===== Given data

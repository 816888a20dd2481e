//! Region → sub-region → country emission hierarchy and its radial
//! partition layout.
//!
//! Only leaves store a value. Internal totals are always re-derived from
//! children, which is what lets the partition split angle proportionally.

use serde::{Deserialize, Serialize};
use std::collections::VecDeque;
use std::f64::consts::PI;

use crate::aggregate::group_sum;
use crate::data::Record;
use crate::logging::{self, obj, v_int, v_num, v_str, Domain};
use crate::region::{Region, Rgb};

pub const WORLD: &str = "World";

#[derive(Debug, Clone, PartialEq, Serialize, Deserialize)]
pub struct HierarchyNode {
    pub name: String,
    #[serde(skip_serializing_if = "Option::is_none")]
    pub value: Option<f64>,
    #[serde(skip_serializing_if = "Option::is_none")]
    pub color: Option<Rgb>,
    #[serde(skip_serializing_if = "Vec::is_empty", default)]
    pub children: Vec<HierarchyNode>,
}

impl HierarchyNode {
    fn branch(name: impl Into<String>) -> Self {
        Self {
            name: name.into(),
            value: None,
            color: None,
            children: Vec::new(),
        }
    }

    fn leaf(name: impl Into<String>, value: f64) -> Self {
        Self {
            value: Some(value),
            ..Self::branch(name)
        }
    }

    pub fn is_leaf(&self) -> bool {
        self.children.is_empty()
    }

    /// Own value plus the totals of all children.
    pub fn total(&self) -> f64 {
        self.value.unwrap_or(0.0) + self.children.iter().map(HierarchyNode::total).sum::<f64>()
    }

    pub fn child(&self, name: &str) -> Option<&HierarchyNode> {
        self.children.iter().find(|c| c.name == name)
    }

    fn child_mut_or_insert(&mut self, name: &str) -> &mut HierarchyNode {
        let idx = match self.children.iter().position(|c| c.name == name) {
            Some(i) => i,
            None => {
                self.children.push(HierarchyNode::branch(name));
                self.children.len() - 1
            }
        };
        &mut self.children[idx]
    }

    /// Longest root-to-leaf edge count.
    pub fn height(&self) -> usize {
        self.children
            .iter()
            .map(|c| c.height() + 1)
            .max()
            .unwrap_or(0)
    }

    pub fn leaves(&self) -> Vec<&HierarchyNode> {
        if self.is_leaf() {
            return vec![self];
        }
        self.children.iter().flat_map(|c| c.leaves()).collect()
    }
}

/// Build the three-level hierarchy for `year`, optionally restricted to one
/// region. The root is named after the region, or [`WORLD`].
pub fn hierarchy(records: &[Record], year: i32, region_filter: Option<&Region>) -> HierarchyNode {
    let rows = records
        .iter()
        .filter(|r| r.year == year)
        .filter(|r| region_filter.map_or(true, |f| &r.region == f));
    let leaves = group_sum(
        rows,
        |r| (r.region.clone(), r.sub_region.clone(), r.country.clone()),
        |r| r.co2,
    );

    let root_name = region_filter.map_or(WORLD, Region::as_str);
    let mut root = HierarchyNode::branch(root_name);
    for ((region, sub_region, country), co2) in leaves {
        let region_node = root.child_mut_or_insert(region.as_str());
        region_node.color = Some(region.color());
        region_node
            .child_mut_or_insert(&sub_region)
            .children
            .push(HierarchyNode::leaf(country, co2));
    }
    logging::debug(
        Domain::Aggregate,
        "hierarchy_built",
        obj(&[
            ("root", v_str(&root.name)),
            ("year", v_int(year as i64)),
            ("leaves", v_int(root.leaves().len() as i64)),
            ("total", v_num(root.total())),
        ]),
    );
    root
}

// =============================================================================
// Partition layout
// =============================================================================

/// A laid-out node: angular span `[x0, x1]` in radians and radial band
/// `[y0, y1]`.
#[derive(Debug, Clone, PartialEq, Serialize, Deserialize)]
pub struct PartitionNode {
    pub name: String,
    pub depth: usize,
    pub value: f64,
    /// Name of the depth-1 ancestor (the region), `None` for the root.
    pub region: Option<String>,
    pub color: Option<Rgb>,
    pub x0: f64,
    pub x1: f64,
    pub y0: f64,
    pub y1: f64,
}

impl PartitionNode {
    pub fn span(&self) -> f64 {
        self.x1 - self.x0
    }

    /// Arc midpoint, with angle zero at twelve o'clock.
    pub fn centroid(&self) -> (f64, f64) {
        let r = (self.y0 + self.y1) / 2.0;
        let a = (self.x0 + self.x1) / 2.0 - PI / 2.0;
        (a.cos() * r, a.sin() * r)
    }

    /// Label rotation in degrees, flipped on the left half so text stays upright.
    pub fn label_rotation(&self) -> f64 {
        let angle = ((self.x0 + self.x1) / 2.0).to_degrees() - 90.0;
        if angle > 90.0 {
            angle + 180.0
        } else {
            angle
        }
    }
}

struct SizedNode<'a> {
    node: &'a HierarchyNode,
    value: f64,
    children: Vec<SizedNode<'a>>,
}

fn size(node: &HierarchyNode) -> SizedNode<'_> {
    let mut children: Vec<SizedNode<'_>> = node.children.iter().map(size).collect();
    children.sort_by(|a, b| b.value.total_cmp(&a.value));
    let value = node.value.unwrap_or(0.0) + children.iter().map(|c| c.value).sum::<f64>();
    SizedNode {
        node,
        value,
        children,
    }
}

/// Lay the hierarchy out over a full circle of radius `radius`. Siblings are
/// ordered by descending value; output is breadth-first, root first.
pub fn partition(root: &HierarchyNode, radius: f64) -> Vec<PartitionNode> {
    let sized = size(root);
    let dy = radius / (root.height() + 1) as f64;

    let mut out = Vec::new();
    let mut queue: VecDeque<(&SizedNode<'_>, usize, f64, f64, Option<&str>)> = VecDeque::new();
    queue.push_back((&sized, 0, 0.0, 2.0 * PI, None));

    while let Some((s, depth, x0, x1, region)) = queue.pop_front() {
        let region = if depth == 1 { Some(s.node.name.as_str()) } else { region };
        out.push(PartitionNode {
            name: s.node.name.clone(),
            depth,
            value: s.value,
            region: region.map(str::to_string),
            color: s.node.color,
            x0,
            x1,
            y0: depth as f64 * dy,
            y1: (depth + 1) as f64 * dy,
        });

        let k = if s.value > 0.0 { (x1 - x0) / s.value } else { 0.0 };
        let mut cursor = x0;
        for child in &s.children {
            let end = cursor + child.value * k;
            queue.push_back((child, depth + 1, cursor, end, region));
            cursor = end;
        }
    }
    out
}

==========
===== Given data

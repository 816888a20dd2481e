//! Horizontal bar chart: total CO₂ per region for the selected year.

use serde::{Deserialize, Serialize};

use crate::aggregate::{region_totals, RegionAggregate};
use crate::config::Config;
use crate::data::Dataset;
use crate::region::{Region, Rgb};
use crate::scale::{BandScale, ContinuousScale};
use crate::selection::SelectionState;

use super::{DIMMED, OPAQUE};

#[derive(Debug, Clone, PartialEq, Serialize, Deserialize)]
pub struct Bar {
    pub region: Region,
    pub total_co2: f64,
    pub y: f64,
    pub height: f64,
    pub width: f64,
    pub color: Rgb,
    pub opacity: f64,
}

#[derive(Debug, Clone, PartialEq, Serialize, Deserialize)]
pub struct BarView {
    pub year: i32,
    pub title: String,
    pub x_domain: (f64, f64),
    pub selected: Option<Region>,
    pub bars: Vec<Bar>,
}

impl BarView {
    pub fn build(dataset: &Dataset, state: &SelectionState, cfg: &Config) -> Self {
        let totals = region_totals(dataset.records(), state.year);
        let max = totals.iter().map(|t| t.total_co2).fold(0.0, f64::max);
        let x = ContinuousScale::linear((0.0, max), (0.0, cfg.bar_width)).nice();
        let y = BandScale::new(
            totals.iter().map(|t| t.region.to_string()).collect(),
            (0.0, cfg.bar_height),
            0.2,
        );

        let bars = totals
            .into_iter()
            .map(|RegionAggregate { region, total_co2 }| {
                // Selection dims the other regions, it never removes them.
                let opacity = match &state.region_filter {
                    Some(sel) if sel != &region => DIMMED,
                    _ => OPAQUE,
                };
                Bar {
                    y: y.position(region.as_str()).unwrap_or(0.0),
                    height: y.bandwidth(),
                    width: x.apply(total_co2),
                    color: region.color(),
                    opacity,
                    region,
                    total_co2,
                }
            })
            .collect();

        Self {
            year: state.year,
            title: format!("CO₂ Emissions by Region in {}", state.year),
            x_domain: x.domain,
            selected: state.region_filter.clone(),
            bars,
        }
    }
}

==========

Work task
All lines that contain the word "position" must be copied from the records above.

Finished exercise
        let idx = match self.children.iter().position(|c| c.name == name) {
                    y: y.position(region.as_str()).unwrap_or(0.0),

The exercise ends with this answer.